ITEM 5.  PAST CONTACTS, TRANSACTIONS, NEGOTIATIONS AND AGREEMENTS

      Item 5 of the Schedule TO is hereby amended and supplemented as follows:

      Section 10, "Background of the Offer; Contacts with the Company," of the
Offer to Purchase is amended and supplemented as follows:

      On March 31, 2007, Samson, the Company and their respective legal counsel
met at JAMS offices in Dallas, Texas for a court ordered mediation of the
lawsuit filed by the Company on July 29, 2005 in the U.S. District Court for the
Eastern District of Texas, Beaumont Division, against Lone Star and Samson
Resources Company. In attendance at the mediation on behalf of Samson were Mr.
Tholen, Mr. Viles, Mr. Daniel and Ms. Annabel Jones, internal Samson counsel,
Mr. Richard Watt, outside litigation counsel to Samson, and Mr. Scott Cohen,
outside corporate counsel to Samson, and on behalf of the Company were Mr.
Berry, Mr. Dennis M. Swenson, a Company director, and Mr. Robert Thibault and
Mr. Jesse R. Pierce, counsel to the Company. At the mediation, Samson renewed
its offer to the Company, which was first made at the February 21, 2007 meeting,
to purchase the Company's Jefferson County, Texas properties for aggregate
consideration consisting of $21 million in cash, plus the 3,689,200 shares of
Company common stock owned by Samson. The Company declined the offer.
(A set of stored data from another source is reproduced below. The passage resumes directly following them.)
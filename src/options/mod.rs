//! Centralized viewer options with TOML preset support.
//!
//! Camera projection, orbit controls, framing/focus behavior, and input
//! thresholds are consolidated here. Options serialize to/from TOML so a
//! host can ship presets next to the viewer.

mod camera;
mod controls;
mod focus;
mod input;

use std::path::Path;

pub use camera::CameraOptions;
pub use controls::ControlOptions;
pub use focus::{FocusOptions, HistoryPolicy};
pub use input::InputOptions;
use schemars::JsonSchema;
use serde::{Deserialize, Serialize};

use crate::error::VitrineError;

/// Top-level options container. All sub-structs use `#[serde(default)]` so
/// partial TOML files (e.g. only overriding `[focus]`) work correctly.
#[derive(
    Debug, Clone, Serialize, Deserialize, PartialEq, Default, JsonSchema,
)]
#[serde(default)]
pub struct Options {
    /// Camera projection parameters.
    pub camera: CameraOptions,
    /// Orbit controller parameters.
    pub controls: ControlOptions,
    /// Framing margins and focus animation parameters.
    pub focus: FocusOptions,
    /// Pointer gesture thresholds.
    #[schemars(skip)]
    pub input: InputOptions,
}

impl Options {
    /// Generate JSON Schema describing the UI-exposed options.
    #[must_use]
    pub fn json_schema() -> schemars::Schema {
        schemars::schema_for!(Options)
    }

    /// Clamp values the viewer cannot honor (see
    /// [`FocusOptions::clamped`]).
    #[must_use]
    pub fn clamped(mut self) -> Self {
        self.focus = self.focus.clamped();
        self
    }

    /// Parse options from TOML text. Missing fields use defaults and
    /// out-of-range values are clamped.
    ///
    /// # Errors
    ///
    /// Returns [`VitrineError::OptionsParse`] if the text is not valid
    /// options TOML.
    pub fn from_toml(content: &str) -> Result<Self, VitrineError> {
        toml::from_str::<Self>(content)
            .map(Self::clamped)
            .map_err(|e| VitrineError::OptionsParse(e.to_string()))
    }

    /// Load options from a TOML file. Missing fields use defaults.
    ///
    /// # Errors
    ///
    /// Returns [`VitrineError::Io`] if the file cannot be read, or
    /// [`VitrineError::OptionsParse`] if it does not parse.
    pub fn load(path: &Path) -> Result<Self, VitrineError> {
        let content = std::fs::read_to_string(path).map_err(VitrineError::Io)?;
        Self::from_toml(&content)
    }

    /// Save options to a TOML file (pretty-printed).
    ///
    /// # Errors
    ///
    /// Returns [`VitrineError::Io`] if the file or its parent directory
    /// cannot be written.
    pub fn save(&self, path: &Path) -> Result<(), VitrineError> {
        let content = toml::to_string_pretty(self)
            .map_err(|e| VitrineError::OptionsParse(e.to_string()))?;
        if let Some(parent) = path.parent() {
            std::fs::create_dir_all(parent).map_err(VitrineError::Io)?;
        }
        std::fs::write(path, content).map_err(VitrineError::Io)
    }
}

#[cfg(test)]
mod tests {
    use super::*;
    use crate::animation::EasingFunction;

    #[test]
    fn default_round_trips_through_toml() {
        let opts = Options::default();
        let toml_str = toml::to_string_pretty(&opts).unwrap();
        let parsed = Options::from_toml(&toml_str).unwrap();
        assert_eq!(opts, parsed);
    }

    #[test]
    fn partial_toml_fills_defaults() {
        let toml_str = r#"
[focus]
focus_duration_ms = 900
history_policy = "step_back"
easing = "linear"
"#;
        let opts = Options::from_toml(toml_str).unwrap();
        assert_eq!(opts.focus.focus_duration_ms, 900);
        assert_eq!(opts.focus.history_policy, HistoryPolicy::StepBack);
        assert_eq!(opts.focus.easing, EasingFunction::Linear);
        // Everything else should be default
        assert_eq!(opts.focus.return_duration_ms, 500);
        assert_eq!(opts.camera.fovy, 75.0);
        assert_eq!(opts.controls.damping_factor, 0.05);
        assert_eq!(opts.input.double_click_ms, 400);
    }

    #[test]
    fn out_of_range_focus_values_are_clamped() {
        let opts = Options::from_toml(
            "[focus]\nmin_distance = 0.0\nload_margin = 0.5\nfocus_margin = -2.0",
        )
        .unwrap();
        assert!(opts.focus.min_distance > 0.0);
        assert_eq!(opts.focus.load_margin, 1.0);
        assert_eq!(opts.focus.focus_margin, 1.0);

        // In-range values pass through untouched.
        assert_eq!(Options::default().clamped(), Options::default());
    }

    #[test]
    fn malformed_toml_is_an_options_error() {
        let err = Options::from_toml("[camera]\nfovy = \"wide\"").unwrap_err();
        assert!(matches!(err, VitrineError::OptionsParse(_)));
    }

    #[test]
    fn save_then_load_preserves_values() {
        let dir = std::env::temp_dir().join(format!(
            "vitrine-options-{}",
            std::process::id()
        ));
        let path = dir.join("preset.toml");
        let mut opts = Options::default();
        opts.camera.fovy = 50.0;
        opts.focus.highlight_color = [0.0, 1.0, 0.0];
        opts.save(&path).unwrap();
        let loaded = Options::load(&path).unwrap();
        assert_eq!(loaded, opts);
        std::fs::remove_dir_all(&dir).unwrap();
    }

    #[test]
    fn schema_has_expected_properties() {
        let schema_value =
            serde_json::to_value(Options::json_schema()).unwrap();
        let props = schema_value["properties"].as_object().unwrap();

        assert!(props.contains_key("camera"));
        assert!(props.contains_key("controls"));
        assert!(props.contains_key("focus"));
        // Skipped sections should be absent
        assert!(!props.contains_key("input"));

        let camera = &props["camera"]["properties"];
        assert!(camera.get("fovy").is_some());
        assert!(camera.get("znear").is_none());
    }
}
      On April 6, 2007, Mr. Viles received a telephone call from Mr. Montano, of
C.K. Cooper, to notify Samson that the Company's board of directors would like
to meet with Samson to discuss an agreed upon transaction with Samson.

      On April 7 and April 8, 2007, Mr. Montano and Mr. Tholen spoke by
telephone several times to discuss arrangements for the meeting between Samson
and the Company on April 9, 2007.

      On April 9, 2007, Samson and the Company met at the offices of C.K. Cooper
in Irvine, California. Participating in the meeting on behalf of Samson were Mr.
Tholen, Mr. Viles, Mr. Koenig and Mr. Joe Lytle, Samson's senior geologist, and
on behalf of the Company were Mr. Kilpatrick, Mr. Rhodes and Mr. Swenson, Mr.
Berry and Mr. Montano. At this meeting, Samson and the Company reached an
agreement in principle pursuant to which Samson would make a revised tender
offer for all of the outstanding shares of Company common stock at a purchase
price of $1.30 per share in cash, subject to certain conditions, including the
negotiation and execution of a definitive merger agreement.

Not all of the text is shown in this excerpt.